1\. Title is deceptive, it should have been labeled 'Deceptive Pricing Scam'
or 'A need for better product reviews' and not 'E-commerce Scam'. It's a blank
statement with no meaning. Almost every website in the electronic shopping
sphere offers orders of magnitude better than the brick & mortar alternative,
which is zero, with regard to reviews. Additionally, this sort of price
problem exists in both traditional retail and online shopping. How is the
problem specific to online shopping?

2\. Saying that Amazon returns 24,000 hits for Canon Digital Camera as a
problem is like saying Google returns 12,400,000 for the same search (which it
does). Search is evolving in all areas, not just e-commerce.
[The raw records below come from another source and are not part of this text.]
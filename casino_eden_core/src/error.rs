use crate::card::Rank;
use crate::state::{GamePhase, PlayerId};
use thiserror::Error;

/// 游戏引擎的错误。
/// 除 `CorruptDeck` 外都是玩家输入错误：返回给请求方，状态不变。
#[derive(Debug, Clone, PartialEq, Eq, Error)]
pub enum GameError {
    #[error("下注金额无效，请输入正整数")]
    InvalidBet,

    #[error("余额不足：当前余额 {balance}，下注 {amount}")]
    InsufficientBalance { balance: u32, amount: u32 },

    #[error("本局已经下过注了")]
    AlreadyBet,

    #[error("当前阶段 ({0:?}) 不允许该操作")]
    WrongPhase(GamePhase),

    #[error("还没轮到你行动")]
    NotYourTurn,

    #[error("玩家 {0} 不在牌桌上")]
    PlayerNotFound(PlayerId),

    #[error("牌桌已满（最多 {0} 人）")]
    TableFull(usize),

    #[error("没有玩家，无法发牌")]
    NoPlayers,

    #[error("余额还没用完，不能重新买入")]
    CannotRebuy,

    #[error("无法识别的点数: {0}")]
    UnknownRank(String),

    #[error("手里没有 {0}，不能要这张牌")]
    RankNotInHand(Rank),

    #[error("必须先去钓鱼（摸一张牌）")]
    MustGoFish,

    #[error("现在不需要摸牌")]
    NoPendingDraw,

    #[error("游戏已结束")]
    GameOver,

    #[error("牌堆已空")]
    EmptyDeck,

    #[error("牌堆校验失败：存在重复的牌")]
    CorruptDeck,
}
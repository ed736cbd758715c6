use std::collections::HashMap;
use std::sync::Arc;

use dashmap::mapref::entry::Entry;
use dashmap::DashMap;
use parking_lot::Mutex;
use tokio::sync::mpsc;

use casino_eden_core::{PlayerId, RoomId, ServerMessage, Table};

/// 发往某个客户端 WebSocket 任务的通道
pub type ClientSender = mpsc::UnboundedSender<ServerMessage>;

/// 单个房间。
/// 房间内的所有可变状态都在同一把锁里，保证同一房间的操作逐个执行。
pub struct Room {
    pub id: RoomId,
    pub code: String,
    pub(crate) inner: Mutex<RoomInner>,
}

pub(crate) struct RoomInner {
    pub host_id: PlayerId,
    pub table: Table,
    // 将 PlayerId 映射到具体的网络连接
    pub connections: HashMap<PlayerId, ClientSender>,
    // 最后一名玩家离开后置位，之后的加入请求视为房间不存在
    pub closed: bool,
}

impl Room {
    pub(crate) fn new(id: RoomId, code: String, host_id: PlayerId, table: Table) -> Self {
        Room {
            id,
            code,
            inner: Mutex::new(RoomInner {
                host_id,
                table,
                connections: HashMap::new(),
                closed: false,
            }),
        }
    }

    pub fn host_id(&self) -> PlayerId {
        self.inner.lock().host_id
    }

    pub fn player_count(&self) -> usize {
        self.inner.lock().table.players.len()
    }
}

/// 内存中的房间表，按房间 ID 和房间码两种方式索引
#[derive(Default)]
pub struct RoomStore {
    rooms: DashMap<RoomId, Arc<Room>>,
    codes: DashMap<String, RoomId>,
}

impl RoomStore {
    pub fn new() -> Self {
        Self::default()
    }

    /// 登记新房间。房间码已被占用时原样退回，由调用方换一个码重试。
    pub fn create(&self, room: Room) -> Result<Arc<Room>, Room> {
        match self.codes.entry(room.code.clone()) {
            Entry::Occupied(_) => Err(room),
            Entry::Vacant(slot) => {
                slot.insert(room.id);
                let room = Arc::new(room);
                self.rooms.insert(room.id, room.clone());
                Ok(room)
            }
        }
    }

    pub fn get(&self, id: &RoomId) -> Option<Arc<Room>> {
        self.rooms.get(id).map(|r| r.value().clone())
    }

    pub fn find_by_code(&self, code: &str) -> Option<Arc<Room>> {
        let id = *self.codes.get(code)?.value();
        self.get(&id)
    }

    pub fn delete(&self, id: &RoomId) -> Option<Arc<Room>> {
        let (_, room) = self.rooms.remove(id)?;
        self.codes.remove(&room.code);
        Some(room)
    }

    /// 对每个房间调用 `f`。先复制出房间列表，回调期间不持有分片锁。
    pub fn for_each_room(&self, mut f: impl FnMut(&Room)) {
        let rooms: Vec<Arc<Room>> = self.rooms.iter().map(|r| r.value().clone()).collect();
        for room in rooms {
            f(&room);
        }
    }

    pub fn len(&self) -> usize {
        self.rooms.len()
    }

    pub fn is_empty(&self) -> bool {
        self.rooms.is_empty()
    }
}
3\. I'm going to assume that the statement 'no innovation has been made since
the 90s' was in specific reference to product review/consumer option
entitlement. Leaps and bounds of improvement have been made to user interface,
credit card security, guided navigation, payment options, search (believe it
or not), scalability, advanced marketing, etc.

------
asher
I agree with Alex. We can say that e-commerce is still in the "pre-google"
phase, by analogy to search.

E-commerce sites could be much more than electronic mail-order catalogs.
Amazon has tapped one dimension with customer reviews, but there's enormous
room for improvement.

As Alex points out, the burden is still on the consumer to perform labor-
intensive research. We need to change this.

------
teej
I think jordanf's startup Kallow has been doing a great job hitting this
market, at least for me. Even as a technical consumer, I don't want to do in-
depth review searches, I simply want to optimize for ( value / price ) / time.
I've made four purchases based on Kallow and have been very happy.

Kallow certainly isn't the ultimate answer, but it's a step in the right
direction.

------
gojomo
Be careful what you wish for: generating a diversity of ever-better options
for the savvy consumers is at least partially subsidized with the margins
extracted from inattentive 'casual' consumers.

Reduce those margins, and it's possible that the prices paid by savvy shoppers
could go up, and the pace of innovation -- exploring the technology/marketing
solution space -- go down.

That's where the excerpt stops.